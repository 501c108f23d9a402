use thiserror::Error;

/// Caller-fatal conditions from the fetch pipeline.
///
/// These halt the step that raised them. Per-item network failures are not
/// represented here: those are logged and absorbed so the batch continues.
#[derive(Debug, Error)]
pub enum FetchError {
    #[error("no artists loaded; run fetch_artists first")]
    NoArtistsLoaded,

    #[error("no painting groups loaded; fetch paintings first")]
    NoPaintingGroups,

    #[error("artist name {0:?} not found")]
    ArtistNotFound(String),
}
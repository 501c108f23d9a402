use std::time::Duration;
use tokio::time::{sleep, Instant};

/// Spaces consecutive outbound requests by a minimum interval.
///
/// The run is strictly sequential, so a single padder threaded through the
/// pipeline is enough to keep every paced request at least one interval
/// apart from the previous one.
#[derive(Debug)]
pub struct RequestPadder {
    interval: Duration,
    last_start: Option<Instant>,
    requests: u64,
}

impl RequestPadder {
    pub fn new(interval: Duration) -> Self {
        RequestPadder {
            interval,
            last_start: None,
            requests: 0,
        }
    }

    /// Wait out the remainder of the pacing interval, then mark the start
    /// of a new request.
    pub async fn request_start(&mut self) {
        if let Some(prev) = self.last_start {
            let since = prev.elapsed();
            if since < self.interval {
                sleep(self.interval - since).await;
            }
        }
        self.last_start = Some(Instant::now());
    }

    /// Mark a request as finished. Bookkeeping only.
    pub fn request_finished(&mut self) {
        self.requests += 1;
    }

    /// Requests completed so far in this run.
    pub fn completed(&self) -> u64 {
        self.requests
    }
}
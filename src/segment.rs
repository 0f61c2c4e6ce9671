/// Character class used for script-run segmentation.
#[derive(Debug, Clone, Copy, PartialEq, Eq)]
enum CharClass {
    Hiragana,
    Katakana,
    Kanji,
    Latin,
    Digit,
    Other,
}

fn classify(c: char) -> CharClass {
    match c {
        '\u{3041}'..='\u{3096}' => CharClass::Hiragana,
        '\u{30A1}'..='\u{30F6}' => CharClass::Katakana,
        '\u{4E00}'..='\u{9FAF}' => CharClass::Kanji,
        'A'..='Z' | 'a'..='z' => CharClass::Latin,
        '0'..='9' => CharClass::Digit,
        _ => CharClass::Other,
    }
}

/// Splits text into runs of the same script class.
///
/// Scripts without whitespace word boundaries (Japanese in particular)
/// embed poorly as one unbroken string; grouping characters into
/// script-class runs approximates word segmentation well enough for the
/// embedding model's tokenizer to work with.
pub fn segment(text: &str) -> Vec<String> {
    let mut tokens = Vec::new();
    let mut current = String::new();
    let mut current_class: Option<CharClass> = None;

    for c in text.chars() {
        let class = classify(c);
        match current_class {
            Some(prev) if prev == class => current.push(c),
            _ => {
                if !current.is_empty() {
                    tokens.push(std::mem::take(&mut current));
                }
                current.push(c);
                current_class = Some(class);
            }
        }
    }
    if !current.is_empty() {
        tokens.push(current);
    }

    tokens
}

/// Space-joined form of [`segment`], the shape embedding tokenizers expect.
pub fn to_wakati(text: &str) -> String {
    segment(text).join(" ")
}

------------------------------

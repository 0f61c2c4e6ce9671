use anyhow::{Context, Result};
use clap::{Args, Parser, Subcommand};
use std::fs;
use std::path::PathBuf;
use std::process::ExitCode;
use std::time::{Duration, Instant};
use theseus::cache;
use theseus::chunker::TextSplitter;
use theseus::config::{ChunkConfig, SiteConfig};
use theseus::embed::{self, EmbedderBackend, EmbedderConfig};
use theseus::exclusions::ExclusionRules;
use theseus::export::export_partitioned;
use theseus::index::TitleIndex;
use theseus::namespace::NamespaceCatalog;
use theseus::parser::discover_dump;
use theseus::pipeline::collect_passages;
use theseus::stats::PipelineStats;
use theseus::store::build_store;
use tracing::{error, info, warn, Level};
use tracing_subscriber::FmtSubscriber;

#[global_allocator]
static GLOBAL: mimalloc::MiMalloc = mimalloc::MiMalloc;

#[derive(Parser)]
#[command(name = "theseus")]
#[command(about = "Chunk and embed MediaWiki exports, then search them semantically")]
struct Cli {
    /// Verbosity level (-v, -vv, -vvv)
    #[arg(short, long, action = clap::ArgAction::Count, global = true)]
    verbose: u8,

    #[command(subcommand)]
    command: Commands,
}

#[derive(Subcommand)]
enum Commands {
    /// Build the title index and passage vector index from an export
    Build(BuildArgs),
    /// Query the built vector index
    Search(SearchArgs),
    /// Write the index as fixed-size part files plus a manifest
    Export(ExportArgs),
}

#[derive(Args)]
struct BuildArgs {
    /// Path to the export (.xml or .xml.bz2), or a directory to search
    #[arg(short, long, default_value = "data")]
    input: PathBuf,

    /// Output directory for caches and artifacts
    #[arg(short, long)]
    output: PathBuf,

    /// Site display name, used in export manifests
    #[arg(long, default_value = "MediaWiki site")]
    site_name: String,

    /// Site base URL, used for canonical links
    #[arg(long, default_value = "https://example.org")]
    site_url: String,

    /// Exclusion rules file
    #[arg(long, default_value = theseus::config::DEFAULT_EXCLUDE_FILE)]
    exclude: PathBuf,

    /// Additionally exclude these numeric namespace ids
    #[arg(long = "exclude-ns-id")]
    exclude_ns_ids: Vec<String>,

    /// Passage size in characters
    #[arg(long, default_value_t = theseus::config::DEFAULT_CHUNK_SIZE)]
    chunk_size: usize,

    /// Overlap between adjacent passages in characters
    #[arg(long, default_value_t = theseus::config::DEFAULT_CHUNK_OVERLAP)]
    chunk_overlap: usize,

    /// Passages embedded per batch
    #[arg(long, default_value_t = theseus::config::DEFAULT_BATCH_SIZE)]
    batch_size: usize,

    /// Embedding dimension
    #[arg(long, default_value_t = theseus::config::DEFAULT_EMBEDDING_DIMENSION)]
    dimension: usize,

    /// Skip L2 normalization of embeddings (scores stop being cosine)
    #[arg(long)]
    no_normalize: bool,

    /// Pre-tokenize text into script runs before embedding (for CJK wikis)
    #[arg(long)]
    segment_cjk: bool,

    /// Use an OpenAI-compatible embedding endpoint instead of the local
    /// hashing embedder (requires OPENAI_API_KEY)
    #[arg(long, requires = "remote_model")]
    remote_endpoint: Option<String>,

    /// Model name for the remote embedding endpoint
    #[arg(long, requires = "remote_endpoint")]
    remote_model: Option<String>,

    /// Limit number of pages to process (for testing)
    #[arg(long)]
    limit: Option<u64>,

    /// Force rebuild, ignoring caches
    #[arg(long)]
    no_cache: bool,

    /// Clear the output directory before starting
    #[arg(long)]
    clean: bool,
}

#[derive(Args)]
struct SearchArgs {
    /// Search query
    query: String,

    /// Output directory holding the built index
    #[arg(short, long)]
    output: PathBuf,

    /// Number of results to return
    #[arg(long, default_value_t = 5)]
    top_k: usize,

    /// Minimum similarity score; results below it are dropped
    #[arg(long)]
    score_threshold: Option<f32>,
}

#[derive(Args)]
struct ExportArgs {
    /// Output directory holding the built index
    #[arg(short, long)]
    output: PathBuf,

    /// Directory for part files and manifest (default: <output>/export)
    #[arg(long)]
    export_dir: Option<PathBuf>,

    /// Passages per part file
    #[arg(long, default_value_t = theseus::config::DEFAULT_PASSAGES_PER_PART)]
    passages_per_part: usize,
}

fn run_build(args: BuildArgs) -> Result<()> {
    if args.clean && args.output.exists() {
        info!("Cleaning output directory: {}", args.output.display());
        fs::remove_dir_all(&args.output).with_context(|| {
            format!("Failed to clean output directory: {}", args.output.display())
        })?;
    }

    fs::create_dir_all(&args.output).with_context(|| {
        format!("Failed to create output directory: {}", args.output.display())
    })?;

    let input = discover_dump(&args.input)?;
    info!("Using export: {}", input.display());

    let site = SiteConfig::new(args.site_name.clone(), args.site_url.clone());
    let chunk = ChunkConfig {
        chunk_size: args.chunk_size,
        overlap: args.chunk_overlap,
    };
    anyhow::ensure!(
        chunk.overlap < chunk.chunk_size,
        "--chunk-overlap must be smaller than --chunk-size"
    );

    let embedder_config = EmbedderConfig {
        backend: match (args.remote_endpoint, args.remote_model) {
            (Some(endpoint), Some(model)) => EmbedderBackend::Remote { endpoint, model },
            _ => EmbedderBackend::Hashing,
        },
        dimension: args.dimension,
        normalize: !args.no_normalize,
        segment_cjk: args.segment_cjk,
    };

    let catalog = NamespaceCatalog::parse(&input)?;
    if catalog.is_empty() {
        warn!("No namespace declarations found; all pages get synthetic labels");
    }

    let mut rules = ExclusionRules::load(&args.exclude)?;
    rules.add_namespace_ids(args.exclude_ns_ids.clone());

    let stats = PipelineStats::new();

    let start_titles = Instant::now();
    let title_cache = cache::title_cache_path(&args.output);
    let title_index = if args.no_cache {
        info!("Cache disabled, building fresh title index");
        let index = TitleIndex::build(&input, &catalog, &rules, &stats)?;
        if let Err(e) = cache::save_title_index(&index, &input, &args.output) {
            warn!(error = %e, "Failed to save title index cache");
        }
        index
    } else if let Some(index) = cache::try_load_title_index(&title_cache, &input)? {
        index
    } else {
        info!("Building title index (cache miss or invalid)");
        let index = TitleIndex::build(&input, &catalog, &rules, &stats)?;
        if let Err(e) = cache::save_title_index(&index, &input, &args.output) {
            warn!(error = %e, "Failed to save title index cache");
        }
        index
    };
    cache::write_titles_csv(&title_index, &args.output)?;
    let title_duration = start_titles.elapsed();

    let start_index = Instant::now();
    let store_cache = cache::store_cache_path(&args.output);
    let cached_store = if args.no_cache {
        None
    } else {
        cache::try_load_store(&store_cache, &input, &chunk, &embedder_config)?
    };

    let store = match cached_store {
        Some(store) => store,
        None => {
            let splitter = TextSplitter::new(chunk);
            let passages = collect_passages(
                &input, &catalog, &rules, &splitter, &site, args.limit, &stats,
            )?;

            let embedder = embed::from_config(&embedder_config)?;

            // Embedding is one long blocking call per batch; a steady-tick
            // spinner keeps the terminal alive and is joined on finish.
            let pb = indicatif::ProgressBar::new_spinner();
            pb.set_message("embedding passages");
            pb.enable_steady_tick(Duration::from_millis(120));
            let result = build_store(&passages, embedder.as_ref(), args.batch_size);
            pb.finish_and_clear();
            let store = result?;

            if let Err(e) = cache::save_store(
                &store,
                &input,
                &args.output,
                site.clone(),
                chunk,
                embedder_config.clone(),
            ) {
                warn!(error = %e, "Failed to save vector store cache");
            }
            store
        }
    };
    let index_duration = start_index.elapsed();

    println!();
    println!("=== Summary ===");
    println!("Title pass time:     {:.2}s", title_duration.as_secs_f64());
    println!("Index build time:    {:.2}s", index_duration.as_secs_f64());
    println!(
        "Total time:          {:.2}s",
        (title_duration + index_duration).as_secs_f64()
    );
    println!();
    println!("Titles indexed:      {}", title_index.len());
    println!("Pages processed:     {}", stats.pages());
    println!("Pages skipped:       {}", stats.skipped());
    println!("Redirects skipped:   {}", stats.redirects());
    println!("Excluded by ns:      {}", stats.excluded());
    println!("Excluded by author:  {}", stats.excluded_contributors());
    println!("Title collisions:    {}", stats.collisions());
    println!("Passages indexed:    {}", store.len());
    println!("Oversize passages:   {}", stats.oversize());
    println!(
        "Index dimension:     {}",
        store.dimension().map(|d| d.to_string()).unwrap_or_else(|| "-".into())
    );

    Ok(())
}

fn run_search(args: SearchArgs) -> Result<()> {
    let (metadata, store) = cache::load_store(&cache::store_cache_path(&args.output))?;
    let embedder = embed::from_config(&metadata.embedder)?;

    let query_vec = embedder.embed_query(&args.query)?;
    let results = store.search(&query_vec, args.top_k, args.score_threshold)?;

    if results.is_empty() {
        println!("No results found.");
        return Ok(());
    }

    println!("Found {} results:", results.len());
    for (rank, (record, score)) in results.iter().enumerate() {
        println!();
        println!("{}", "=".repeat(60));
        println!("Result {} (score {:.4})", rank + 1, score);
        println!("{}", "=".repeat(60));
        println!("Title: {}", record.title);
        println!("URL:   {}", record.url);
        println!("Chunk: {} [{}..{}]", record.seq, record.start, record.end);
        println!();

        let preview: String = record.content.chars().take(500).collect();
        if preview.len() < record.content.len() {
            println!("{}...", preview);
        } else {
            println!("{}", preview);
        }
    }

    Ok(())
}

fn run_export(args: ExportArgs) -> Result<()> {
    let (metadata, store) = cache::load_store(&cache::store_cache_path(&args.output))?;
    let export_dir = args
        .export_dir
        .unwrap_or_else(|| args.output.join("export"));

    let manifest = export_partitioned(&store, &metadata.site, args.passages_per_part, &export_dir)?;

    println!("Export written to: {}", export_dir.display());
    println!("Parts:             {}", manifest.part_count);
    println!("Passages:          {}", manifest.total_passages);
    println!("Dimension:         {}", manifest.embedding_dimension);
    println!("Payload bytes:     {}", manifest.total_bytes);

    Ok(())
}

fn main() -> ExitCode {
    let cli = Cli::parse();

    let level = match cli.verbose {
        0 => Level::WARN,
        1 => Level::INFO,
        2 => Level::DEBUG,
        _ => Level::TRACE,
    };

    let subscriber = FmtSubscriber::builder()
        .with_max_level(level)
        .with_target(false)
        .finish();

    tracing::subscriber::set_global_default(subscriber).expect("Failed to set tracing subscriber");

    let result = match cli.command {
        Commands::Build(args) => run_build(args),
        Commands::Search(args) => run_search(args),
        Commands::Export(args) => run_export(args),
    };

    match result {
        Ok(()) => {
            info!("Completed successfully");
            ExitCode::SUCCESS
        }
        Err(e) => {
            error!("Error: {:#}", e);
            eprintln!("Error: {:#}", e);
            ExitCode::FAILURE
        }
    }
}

------------------------------

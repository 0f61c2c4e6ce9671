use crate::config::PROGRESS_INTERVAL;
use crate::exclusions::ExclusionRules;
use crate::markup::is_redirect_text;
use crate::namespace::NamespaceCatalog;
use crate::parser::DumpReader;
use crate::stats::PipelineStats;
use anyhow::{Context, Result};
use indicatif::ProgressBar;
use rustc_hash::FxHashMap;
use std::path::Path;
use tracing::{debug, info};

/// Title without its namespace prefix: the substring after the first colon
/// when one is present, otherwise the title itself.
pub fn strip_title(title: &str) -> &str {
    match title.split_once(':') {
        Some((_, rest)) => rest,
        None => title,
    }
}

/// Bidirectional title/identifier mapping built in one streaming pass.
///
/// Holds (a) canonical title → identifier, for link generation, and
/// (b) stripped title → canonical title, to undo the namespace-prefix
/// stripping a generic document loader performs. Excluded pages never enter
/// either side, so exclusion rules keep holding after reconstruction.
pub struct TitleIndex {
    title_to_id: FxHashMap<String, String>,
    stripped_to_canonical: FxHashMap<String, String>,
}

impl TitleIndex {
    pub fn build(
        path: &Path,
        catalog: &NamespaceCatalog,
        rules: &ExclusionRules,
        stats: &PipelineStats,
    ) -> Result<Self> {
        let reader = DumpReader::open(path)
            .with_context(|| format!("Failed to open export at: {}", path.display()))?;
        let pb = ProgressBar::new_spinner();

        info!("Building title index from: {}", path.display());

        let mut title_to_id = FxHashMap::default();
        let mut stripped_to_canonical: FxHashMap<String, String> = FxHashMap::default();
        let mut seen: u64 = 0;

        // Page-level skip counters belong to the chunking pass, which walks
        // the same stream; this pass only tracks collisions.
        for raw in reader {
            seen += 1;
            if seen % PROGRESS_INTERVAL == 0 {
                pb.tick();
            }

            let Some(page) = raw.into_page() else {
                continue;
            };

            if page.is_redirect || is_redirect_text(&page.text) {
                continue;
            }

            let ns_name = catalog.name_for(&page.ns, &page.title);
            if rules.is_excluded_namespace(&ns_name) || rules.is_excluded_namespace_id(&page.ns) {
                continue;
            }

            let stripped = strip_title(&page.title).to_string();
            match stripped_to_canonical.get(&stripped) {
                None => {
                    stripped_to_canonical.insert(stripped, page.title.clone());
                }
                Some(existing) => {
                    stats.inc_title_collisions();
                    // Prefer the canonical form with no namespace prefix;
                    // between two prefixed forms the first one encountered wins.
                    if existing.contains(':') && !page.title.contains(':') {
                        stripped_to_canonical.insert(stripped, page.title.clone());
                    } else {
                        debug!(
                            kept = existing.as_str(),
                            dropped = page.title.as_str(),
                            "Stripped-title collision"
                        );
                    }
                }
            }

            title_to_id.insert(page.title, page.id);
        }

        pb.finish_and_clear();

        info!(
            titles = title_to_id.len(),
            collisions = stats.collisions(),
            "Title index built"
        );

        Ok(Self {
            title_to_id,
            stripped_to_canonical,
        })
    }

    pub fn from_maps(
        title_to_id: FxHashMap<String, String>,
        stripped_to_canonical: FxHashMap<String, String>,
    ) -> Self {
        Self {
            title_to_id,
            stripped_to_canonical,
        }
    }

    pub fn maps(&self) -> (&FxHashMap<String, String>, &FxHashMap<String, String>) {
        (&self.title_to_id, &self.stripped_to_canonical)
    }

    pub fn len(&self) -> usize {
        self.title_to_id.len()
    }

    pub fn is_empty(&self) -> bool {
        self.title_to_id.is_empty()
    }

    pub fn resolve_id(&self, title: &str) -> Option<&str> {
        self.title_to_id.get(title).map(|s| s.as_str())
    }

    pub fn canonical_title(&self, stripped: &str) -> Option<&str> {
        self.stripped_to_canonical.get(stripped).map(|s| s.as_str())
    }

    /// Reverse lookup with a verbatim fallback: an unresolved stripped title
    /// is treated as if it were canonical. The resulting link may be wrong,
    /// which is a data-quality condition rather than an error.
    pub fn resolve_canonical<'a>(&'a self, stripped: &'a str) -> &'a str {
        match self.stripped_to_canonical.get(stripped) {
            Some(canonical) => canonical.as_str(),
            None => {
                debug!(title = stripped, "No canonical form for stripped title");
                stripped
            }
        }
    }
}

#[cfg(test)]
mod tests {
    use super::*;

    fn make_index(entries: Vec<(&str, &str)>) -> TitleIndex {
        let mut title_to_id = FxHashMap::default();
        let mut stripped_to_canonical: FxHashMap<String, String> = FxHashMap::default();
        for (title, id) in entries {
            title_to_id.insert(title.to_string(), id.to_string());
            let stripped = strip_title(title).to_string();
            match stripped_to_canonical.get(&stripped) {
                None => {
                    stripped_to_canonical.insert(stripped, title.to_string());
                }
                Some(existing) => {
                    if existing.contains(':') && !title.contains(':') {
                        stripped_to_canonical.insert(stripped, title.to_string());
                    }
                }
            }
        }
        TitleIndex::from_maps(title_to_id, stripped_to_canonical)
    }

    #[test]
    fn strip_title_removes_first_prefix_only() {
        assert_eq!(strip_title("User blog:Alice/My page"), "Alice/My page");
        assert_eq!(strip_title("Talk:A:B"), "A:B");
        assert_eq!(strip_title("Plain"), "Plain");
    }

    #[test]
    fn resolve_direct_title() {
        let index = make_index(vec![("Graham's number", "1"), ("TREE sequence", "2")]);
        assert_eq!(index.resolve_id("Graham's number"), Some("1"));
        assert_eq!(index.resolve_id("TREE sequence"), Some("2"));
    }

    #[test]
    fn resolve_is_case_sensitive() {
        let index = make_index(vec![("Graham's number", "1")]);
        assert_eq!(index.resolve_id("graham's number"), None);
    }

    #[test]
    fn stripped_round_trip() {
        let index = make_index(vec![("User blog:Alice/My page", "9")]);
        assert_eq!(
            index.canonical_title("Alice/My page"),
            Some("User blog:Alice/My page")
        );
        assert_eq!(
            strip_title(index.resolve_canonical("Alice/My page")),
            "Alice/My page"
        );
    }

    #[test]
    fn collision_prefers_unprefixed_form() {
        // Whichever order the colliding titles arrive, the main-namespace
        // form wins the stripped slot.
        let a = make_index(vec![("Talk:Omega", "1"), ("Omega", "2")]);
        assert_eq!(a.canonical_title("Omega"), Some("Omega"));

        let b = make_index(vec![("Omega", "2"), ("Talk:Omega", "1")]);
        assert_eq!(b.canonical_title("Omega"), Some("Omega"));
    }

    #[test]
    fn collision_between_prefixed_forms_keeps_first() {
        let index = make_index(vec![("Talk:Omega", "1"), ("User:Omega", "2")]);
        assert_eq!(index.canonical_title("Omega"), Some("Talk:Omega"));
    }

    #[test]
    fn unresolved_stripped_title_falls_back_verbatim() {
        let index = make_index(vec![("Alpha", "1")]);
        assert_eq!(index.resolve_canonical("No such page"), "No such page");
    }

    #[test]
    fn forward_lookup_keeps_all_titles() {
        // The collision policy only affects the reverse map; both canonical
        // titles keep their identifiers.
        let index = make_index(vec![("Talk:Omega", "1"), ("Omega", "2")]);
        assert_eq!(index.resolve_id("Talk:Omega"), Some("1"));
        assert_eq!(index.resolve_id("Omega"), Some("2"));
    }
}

------------------------------

> _What to do_:
In the entries above, find the line with "to work with." and the line with "for c in text.chars()", then set down exactly those two and every line between them, nothing else.

> _Solution to the problem_:
/// embedding model's tokenizer to work with.
pub fn segment(text: &str) -> Vec<String> {
    let mut tokens = Vec::new();
    let mut current = String::new();
    let mut current_class: Option<CharClass> = None;

    for c in text.chars() {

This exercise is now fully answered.